Records for the exercise.
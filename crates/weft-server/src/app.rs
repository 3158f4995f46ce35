//! Router construction.

use std::sync::Arc;

use axum::Router;
use axum::routing::get;
use tower_http::trace::TraceLayer;

use crate::handlers;
use crate::state::AppState;

/// Create the application router.
///
/// `static_prefix` must start with `/` and not end with one.
pub(crate) fn create_router(state: Arc<AppState>, static_prefix: &str) -> Router {
    Router::new()
        .route("/", get(handlers::get_index))
        .route("/{name}", get(handlers::get_page))
        .route(&format!("{static_prefix}/{{*path}}"), get(handlers::get_static))
        .layer(TraceLayer::new_for_http())
        .with_state(state)
}
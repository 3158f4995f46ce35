//! Shared template store with snapshot swapping.

use std::io;
use std::path::{Path, PathBuf};
use std::sync::{Arc, Mutex, PoisonError, RwLock};

use serde::Serialize;

use crate::error::{TemplateError, WatchError};
use crate::functions::Functions;
use crate::set::{TemplateSet, read_source, template_name};
use crate::watcher::TemplateWatcher;

/// Live-reloading template store.
///
/// Renders against an immutable [`TemplateSet`] snapshot and replaces that
/// snapshot when a template file is re-parsed.
///
/// # Thread Safety
///
/// - Uses internal `RwLock<Arc<TemplateSet>>` for the current snapshot
/// - Renders hold the read lock only long enough to clone the `Arc`
/// - Reloads are serialized by an internal mutex
pub struct TemplateStore {
    directory: PathBuf,
    functions: Functions,
    reload_lock: Mutex<()>,
    current: RwLock<Arc<TemplateSet>>,
}

impl TemplateStore {
    /// Compile every template file in `directory`.
    ///
    /// # Errors
    ///
    /// Returns [`TemplateError`] if the directory cannot be listed or any
    /// template fails to compile.
    pub fn open(directory: impl Into<PathBuf>) -> Result<Self, TemplateError> {
        Self::open_with_functions(directory, Functions::new())
    }

    /// Compile every template file in `directory` with extra template functions.
    ///
    /// Only regular, non-hidden files directly inside `directory` are
    /// compiled; subdirectories are not descended into.
    ///
    /// # Errors
    ///
    /// Returns [`TemplateError`] if the directory cannot be listed or any
    /// template fails to compile.
    pub fn open_with_functions(
        directory: impl Into<PathBuf>,
        functions: Functions,
    ) -> Result<Self, TemplateError> {
        let directory = directory.into();
        let paths = template_files(&directory)?;
        let set = TemplateSet::compile(&paths, &functions)?;

        tracing::debug!(
            directory = %directory.display(),
            count = paths.len(),
            "Compiled templates"
        );

        Ok(Self::from_set(directory, functions, set))
    }

    /// Create a store around an already compiled snapshot.
    #[must_use]
    pub fn from_set(directory: impl Into<PathBuf>, functions: Functions, set: TemplateSet) -> Self {
        Self {
            directory: directory.into(),
            functions,
            reload_lock: Mutex::new(()),
            current: RwLock::new(Arc::new(set)),
        }
    }

    /// Directory the templates were loaded from.
    #[must_use]
    pub fn directory(&self) -> &Path {
        &self.directory
    }

    /// Function table applied to every snapshot.
    #[must_use]
    pub fn functions(&self) -> &Functions {
        &self.functions
    }

    /// Current snapshot.
    ///
    /// The returned `Arc` stays valid and unchanged even if a reload
    /// replaces the store's snapshot afterwards.
    #[must_use]
    pub fn snapshot(&self) -> Arc<TemplateSet> {
        let current = self.current.read().unwrap_or_else(PoisonError::into_inner);
        Arc::clone(&*current)
    }

    /// Render template `name` with `data` into `writer`.
    ///
    /// # Errors
    ///
    /// Returns [`TemplateError::NotFound`] for unknown names and
    /// [`TemplateError::Execute`] if rendering fails part way.
    pub fn render<W, T>(&self, writer: W, name: &str, data: &T) -> Result<(), TemplateError>
    where
        W: io::Write,
        T: Serialize + ?Sized,
    {
        self.snapshot().execute(writer, name, data)
    }

    /// Render template `name` with `data` into a string.
    ///
    /// # Errors
    ///
    /// Same as [`render`](Self::render).
    pub fn render_to_string<T>(&self, name: &str, data: &T) -> Result<String, TemplateError>
    where
        T: Serialize + ?Sized,
    {
        self.snapshot().render_to_string(name, data)
    }

    /// Re-parse one template file and publish a new snapshot.
    ///
    /// On failure the current snapshot stays in place.
    ///
    /// # Errors
    ///
    /// Returns [`TemplateError`] if the file cannot be read or parsed.
    pub fn reload_file(&self, path: &Path) -> Result<(), TemplateError> {
        let _guard = self
            .reload_lock
            .lock()
            .unwrap_or_else(PoisonError::into_inner);

        let name = template_name(path)?;
        let source = read_source(path)?;
        let next = self.snapshot().with_template(&name, source)?;

        *self.current.write().unwrap_or_else(PoisonError::into_inner) = Arc::new(next);
        Ok(())
    }

    /// Start reloading templates when their files are written.
    ///
    /// Dropping or stopping the returned handle ends the watch.
    ///
    /// # Errors
    ///
    /// Returns [`WatchError`] if the directory watch cannot be set up. The
    /// store keeps serving its current templates either way.
    pub fn watch(self: &Arc<Self>) -> Result<TemplateWatcher, WatchError> {
        TemplateWatcher::start(Arc::clone(self))
    }
}

impl std::fmt::Debug for TemplateStore {
    fn fmt(&self, f: &mut std::fmt::Formatter<'_>) -> std::fmt::Result {
        f.debug_struct("TemplateStore")
            .field("directory", &self.directory)
            .field("functions", &self.functions.len())
            .finish_non_exhaustive()
    }
}

/// Whether a file name is hidden (dot-prefixed).
pub(crate) fn is_hidden(path: &Path) -> bool {
    path.file_name()
        .and_then(|n| n.to_str())
        .is_some_and(|n| n.starts_with('.'))
}

fn template_files(directory: &Path) -> Result<Vec<PathBuf>, TemplateError> {
    let io_error = |source| TemplateError::Io {
        path: directory.to_path_buf(),
        source,
    };

    let mut paths = Vec::new();
    for entry in std::fs::read_dir(directory).map_err(io_error)? {
        let entry = entry.map_err(io_error)?;
        let path = entry.path();
        if is_hidden(&path) || !entry.file_type().map_err(io_error)?.is_file() {
            continue;
        }
        paths.push(path);
    }
    paths.sort();
    Ok(paths)
}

What you will do. Using the data above, repeat every line exactly.

Written response.
filename crates/weft-server/src/app.rs
repository 3158f4995f46ce35
//! Router construction.

use std::sync::Arc;

use axum::Router;
use axum::routing::get;
use tower_http::trace::TraceLayer;

use crate::handlers;
use crate::state::AppState;

/// Create the application router.
///
/// `static_prefix` must start with `/` and not end with one.
pub(crate) fn create_router(state: Arc<AppState>, static_prefix: &str) -> Router {
    Router::new()
        .route("/", get(handlers::get_index))
        .route("/{name}", get(handlers::get_page))
        .route(&format!("{static_prefix}/{{*path}}"), get(handlers::get_static))
        .layer(TraceLayer::new_for_http())
        .with_state(state)
}
repository 3158f4995f46ce35
//! Shared template store with snapshot swapping.

use std::io;
use std::path::{Path, PathBuf};
use std::sync::{Arc, Mutex, PoisonError, RwLock};

use serde::Serialize;

use crate::error::{TemplateError, WatchError};
use crate::functions::Functions;
use crate::set::{TemplateSet, read_source, template_name};
use crate::watcher::TemplateWatcher;

/// Live-reloading template store.
///
/// Renders against an immutable [`TemplateSet`] snapshot and replaces that
/// snapshot when a template file is re-parsed.
///
/// # Thread Safety
///
/// - Uses internal `RwLock<Arc<TemplateSet>>` for the current snapshot
/// - Renders hold the read lock only long enough to clone the `Arc`
/// - Reloads are serialized by an internal mutex
pub struct TemplateStore {
    directory: PathBuf,
    functions: Functions,
    reload_lock: Mutex<()>,
    current: RwLock<Arc<TemplateSet>>,
}

impl TemplateStore {
    /// Compile every template file in `directory`.
    ///
    /// # Errors
    ///
    /// Returns [`TemplateError`] if the directory cannot be listed or any
    /// template fails to compile.
    pub fn open(directory: impl Into<PathBuf>) -> Result<Self, TemplateError> {
        Self::open_with_functions(directory, Functions::new())
    }

    /// Compile every template file in `directory` with extra template functions.
    ///
    /// Only regular, non-hidden files directly inside `directory` are
    /// compiled; subdirectories are not descended into.
    ///
    /// # Errors
    ///
    /// Returns [`TemplateError`] if the directory cannot be listed or any
    /// template fails to compile.
    pub fn open_with_functions(
        directory: impl Into<PathBuf>,
        functions: Functions,
    ) -> Result<Self, TemplateError> {
        let directory = directory.into();
        let paths = template_files(&directory)?;
        let set = TemplateSet::compile(&paths, &functions)?;

        tracing::debug!(
            directory = %directory.display(),
            count = paths.len(),
            "Compiled templates"
        );

        Ok(Self::from_set(directory, functions, set))
    }

    /// Create a store around an already compiled snapshot.
    #[must_use]
    pub fn from_set(directory: impl Into<PathBuf>, functions: Functions, set: TemplateSet) -> Self {
        Self {
            directory: directory.into(),
            functions,
            reload_lock: Mutex::new(()),
            current: RwLock::new(Arc::new(set)),
        }
    }

    /// Directory the templates were loaded from.
    #[must_use]
    pub fn directory(&self) -> &Path {
        &self.directory
    }

    /// Function table applied to every snapshot.
    #[must_use]
    pub fn functions(&self) -> &Functions {
        &self.functions
    }

    /// Current snapshot.
    ///
    /// The returned `Arc` stays valid and unchanged even if a reload
    /// replaces the store's snapshot afterwards.
    #[must_use]
    pub fn snapshot(&self) -> Arc<TemplateSet> {
        let current = self.current.read().unwrap_or_else(PoisonError::into_inner);
        Arc::clone(&*current)
    }

    /// Render template `name` with `data` into `writer`.
    ///
    /// # Errors
    ///
    /// Returns [`TemplateError::NotFound`] for unknown names and
    /// [`TemplateError::Execute`] if rendering fails part way.
    pub fn render<W, T>(&self, writer: W, name: &str, data: &T) -> Result<(), TemplateError>
    where
        W: io::Write,
        T: Serialize + ?Sized,
    {
        self.snapshot().execute(writer, name, data)
    }

    /// Render template `name` with `data` into a string.
    ///
    /// # Errors
    ///
    /// Same as [`render`](Self::render).
    pub fn render_to_string<T>(&self, name: &str, data: &T) -> Result<String, TemplateError>
    where
        T: Serialize + ?Sized,
    {
        self.snapshot().render_to_string(name, data)
    }

    /// Re-parse one template file and publish a new snapshot.
    ///
    /// On failure the current snapshot stays in place.
    ///
    /// # Errors
    ///
    /// Returns [`TemplateError`] if the file cannot be read or parsed.
    pub fn reload_file(&self, path: &Path) -> Result<(), TemplateError> {
        let _guard = self
            .reload_lock
            .lock()
            .unwrap_or_else(PoisonError::into_inner);

        let name = template_name(path)?;
        let source = read_source(path)?;
        let next = self.snapshot().with_template(&name, source)?;

        *self.current.write().unwrap_or_else(PoisonError::into_inner) = Arc::new(next);
        Ok(())
    }

    /// Start reloading templates when their files are written.
    ///
    /// Dropping or stopping the returned handle ends the watch.
    ///
    /// # Errors
    ///
    /// Returns [`WatchError`] if the directory watch cannot be set up. The
    /// store keeps serving its current templates either way.
    pub fn watch(self: &Arc<Self>) -> Result<TemplateWatcher, WatchError> {
        TemplateWatcher::start(Arc::clone(self))
    }
}

impl std::fmt::Debug for TemplateStore {
    fn fmt(&self, f: &mut std::fmt::Formatter<'_>) -> std::fmt::Result {
        f.debug_struct("TemplateStore")
            .field("directory", &self.directory)
            .field("functions", &self.functions.len())
            .finish_non_exhaustive()
    }
}

/// Whether a file name is hidden (dot-prefixed).
pub(crate) fn is_hidden(path: &Path) -> bool {
    path.file_name()
        .and_then(|n| n.to_str())
        .is_some_and(|n| n.starts_with('.'))
}

fn template_files(directory: &Path) -> Result<Vec<PathBuf>, TemplateError> {
    let io_error = |source| TemplateError::Io {
        path: directory.to_path_buf(),
        source,
    };

    let mut paths = Vec::new();
    for entry in std::fs::read_dir(directory).map_err(io_error)? {
        let entry = entry.map_err(io_error)?;
        let path = entry.path();
        if is_hidden(&path) || !entry.file_type().map_err(io_error)?.is_file() {
            continue;
        }
        paths.push(path);
    }
    paths.sort();
    Ok(paths)
}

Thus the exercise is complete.